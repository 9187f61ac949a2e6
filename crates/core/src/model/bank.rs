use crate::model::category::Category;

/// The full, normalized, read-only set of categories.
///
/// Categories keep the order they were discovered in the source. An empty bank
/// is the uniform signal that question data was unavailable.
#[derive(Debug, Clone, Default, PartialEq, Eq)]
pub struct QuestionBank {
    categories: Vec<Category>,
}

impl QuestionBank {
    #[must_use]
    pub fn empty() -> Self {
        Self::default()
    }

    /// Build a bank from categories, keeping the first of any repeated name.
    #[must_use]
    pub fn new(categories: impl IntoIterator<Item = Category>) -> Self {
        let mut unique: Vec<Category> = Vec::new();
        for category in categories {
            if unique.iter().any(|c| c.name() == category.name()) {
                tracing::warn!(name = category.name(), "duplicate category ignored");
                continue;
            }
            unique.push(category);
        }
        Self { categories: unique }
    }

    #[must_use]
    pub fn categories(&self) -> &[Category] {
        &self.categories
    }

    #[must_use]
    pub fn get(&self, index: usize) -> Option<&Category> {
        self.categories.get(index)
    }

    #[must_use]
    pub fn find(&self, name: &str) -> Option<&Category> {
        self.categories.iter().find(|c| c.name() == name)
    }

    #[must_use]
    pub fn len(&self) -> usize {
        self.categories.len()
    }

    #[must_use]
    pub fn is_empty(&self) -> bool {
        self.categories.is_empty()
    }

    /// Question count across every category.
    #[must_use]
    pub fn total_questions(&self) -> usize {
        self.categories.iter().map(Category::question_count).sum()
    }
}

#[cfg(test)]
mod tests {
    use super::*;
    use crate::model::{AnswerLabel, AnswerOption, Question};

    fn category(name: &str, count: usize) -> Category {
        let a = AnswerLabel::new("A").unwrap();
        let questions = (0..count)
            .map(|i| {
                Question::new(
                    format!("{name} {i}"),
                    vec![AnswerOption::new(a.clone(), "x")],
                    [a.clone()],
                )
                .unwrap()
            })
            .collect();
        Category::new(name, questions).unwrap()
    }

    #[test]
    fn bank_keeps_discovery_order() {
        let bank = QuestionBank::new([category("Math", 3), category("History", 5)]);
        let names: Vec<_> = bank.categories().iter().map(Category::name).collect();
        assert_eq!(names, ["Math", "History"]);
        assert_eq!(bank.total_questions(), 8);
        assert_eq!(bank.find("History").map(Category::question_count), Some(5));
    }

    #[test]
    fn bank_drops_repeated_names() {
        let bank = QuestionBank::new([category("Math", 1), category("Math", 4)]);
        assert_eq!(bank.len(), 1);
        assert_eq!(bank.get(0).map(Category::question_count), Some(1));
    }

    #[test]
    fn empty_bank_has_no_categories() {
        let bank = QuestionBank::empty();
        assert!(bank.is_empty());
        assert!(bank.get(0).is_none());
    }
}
--
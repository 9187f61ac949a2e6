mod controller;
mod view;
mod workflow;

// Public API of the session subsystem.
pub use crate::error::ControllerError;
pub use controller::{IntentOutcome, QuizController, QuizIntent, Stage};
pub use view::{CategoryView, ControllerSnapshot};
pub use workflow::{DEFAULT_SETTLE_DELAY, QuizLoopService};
--
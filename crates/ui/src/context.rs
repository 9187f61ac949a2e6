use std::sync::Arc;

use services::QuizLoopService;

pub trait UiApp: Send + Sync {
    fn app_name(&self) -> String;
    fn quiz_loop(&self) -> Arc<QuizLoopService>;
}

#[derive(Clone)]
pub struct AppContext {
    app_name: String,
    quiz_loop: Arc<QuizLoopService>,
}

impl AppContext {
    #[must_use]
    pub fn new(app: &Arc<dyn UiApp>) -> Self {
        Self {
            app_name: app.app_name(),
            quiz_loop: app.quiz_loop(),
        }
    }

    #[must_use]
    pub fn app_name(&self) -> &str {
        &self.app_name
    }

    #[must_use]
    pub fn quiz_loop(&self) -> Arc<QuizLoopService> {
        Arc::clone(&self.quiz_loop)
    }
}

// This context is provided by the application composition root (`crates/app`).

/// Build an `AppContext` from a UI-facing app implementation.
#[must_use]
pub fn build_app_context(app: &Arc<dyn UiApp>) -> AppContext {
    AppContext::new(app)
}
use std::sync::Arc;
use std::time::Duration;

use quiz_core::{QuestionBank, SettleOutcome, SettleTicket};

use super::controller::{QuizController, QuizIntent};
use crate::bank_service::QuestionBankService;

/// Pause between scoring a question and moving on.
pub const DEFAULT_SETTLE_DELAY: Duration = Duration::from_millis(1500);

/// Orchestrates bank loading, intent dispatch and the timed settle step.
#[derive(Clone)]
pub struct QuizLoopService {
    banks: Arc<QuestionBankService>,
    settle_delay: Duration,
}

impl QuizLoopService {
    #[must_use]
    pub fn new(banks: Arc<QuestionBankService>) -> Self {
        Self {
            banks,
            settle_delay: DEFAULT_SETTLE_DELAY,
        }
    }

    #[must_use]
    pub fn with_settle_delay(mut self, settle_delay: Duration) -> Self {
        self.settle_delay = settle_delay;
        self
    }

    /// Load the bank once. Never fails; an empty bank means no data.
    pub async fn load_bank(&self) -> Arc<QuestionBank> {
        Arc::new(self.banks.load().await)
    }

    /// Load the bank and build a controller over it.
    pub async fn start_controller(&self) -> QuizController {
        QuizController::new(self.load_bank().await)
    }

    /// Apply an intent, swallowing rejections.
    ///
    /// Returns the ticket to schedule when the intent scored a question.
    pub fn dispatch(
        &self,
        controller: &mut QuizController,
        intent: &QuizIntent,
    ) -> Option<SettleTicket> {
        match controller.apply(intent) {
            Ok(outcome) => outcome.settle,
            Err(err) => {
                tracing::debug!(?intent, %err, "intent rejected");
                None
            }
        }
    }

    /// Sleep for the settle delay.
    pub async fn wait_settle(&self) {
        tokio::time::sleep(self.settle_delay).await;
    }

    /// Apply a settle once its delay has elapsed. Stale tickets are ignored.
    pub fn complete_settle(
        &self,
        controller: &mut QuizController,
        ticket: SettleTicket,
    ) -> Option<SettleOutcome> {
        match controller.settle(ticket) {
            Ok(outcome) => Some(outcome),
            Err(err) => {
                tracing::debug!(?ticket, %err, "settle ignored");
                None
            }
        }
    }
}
--
Within the listing above, filter for lines holding the string "unique" and copy each one.

        let mut unique: Vec<Category> = Vec::new();
            if unique.iter().any(|c| c.name() == category.name()) {
            unique.push(category);
        Self { categories: unique }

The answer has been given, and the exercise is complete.